> [YOUR TASK] Each line that includes "unwrap" must be copied from the records.

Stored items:
- - - -

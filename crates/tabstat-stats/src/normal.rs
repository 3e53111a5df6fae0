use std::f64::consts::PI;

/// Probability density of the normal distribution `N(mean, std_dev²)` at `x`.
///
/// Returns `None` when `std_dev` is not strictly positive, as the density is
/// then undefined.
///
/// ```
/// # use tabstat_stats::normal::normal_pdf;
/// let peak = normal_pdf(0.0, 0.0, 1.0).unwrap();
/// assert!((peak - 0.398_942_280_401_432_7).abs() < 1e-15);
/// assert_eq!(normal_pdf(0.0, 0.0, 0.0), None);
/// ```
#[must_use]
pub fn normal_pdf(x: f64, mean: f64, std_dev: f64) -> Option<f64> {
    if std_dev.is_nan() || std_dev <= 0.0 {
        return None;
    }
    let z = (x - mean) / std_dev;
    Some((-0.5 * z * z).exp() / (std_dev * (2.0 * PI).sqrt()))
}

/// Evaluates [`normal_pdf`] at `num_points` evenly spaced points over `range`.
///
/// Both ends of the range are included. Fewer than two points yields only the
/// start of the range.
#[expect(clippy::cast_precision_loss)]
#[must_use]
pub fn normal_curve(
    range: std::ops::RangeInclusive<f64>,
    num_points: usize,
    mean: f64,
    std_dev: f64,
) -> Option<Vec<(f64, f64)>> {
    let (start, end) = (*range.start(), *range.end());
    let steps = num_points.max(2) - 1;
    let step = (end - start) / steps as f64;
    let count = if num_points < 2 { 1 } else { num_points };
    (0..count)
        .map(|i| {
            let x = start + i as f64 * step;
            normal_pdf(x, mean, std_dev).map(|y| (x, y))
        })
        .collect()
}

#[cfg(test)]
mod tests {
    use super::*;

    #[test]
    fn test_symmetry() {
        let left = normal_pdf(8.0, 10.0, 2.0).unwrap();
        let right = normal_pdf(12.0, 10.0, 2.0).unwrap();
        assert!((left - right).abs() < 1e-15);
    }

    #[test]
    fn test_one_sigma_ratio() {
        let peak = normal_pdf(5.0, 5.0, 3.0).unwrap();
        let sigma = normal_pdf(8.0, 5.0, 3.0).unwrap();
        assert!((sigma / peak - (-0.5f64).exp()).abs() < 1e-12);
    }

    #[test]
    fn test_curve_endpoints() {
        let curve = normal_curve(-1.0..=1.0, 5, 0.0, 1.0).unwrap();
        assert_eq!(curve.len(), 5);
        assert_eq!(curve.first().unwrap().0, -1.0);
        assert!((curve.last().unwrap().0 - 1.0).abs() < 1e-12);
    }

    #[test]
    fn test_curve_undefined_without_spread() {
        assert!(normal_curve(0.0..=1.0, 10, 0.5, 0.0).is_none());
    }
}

- - - -

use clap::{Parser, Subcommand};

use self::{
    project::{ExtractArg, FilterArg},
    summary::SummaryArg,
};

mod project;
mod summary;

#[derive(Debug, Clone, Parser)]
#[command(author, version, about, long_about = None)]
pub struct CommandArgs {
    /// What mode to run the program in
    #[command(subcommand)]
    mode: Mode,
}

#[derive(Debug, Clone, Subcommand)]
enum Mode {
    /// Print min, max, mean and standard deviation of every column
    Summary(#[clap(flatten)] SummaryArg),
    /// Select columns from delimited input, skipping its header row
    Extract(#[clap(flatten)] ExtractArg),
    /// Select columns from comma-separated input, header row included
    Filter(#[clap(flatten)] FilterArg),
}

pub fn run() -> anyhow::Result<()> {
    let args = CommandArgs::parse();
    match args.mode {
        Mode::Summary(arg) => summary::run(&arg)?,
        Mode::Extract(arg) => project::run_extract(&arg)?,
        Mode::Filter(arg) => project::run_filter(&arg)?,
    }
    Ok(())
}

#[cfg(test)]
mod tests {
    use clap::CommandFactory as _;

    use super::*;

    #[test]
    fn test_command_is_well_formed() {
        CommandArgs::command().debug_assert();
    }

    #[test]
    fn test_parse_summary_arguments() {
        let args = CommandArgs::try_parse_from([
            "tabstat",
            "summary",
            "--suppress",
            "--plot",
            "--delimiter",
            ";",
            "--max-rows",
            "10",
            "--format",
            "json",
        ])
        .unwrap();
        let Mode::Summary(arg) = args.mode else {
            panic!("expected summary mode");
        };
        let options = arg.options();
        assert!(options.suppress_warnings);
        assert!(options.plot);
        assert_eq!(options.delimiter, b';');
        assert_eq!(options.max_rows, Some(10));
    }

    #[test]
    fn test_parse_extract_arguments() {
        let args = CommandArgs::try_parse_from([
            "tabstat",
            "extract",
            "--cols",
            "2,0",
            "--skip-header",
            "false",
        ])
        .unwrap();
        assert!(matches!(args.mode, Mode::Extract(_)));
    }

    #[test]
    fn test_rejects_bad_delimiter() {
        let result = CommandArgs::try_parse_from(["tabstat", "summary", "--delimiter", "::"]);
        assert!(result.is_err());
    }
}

- - - -

> [RESULT]
/// let peak = normal_pdf(0.0, 0.0, 1.0).unwrap();
        let left = normal_pdf(8.0, 10.0, 2.0).unwrap();
        let right = normal_pdf(12.0, 10.0, 2.0).unwrap();
        let peak = normal_pdf(5.0, 5.0, 3.0).unwrap();
        let sigma = normal_pdf(8.0, 5.0, 3.0).unwrap();
        let curve = normal_curve(-1.0..=1.0, 5, 0.0, 1.0).unwrap();
        assert_eq!(curve.first().unwrap().0, -1.0);
        assert!((curve.last().unwrap().0 - 1.0).abs() < 1e-12);
        .unwrap();
        .unwrap();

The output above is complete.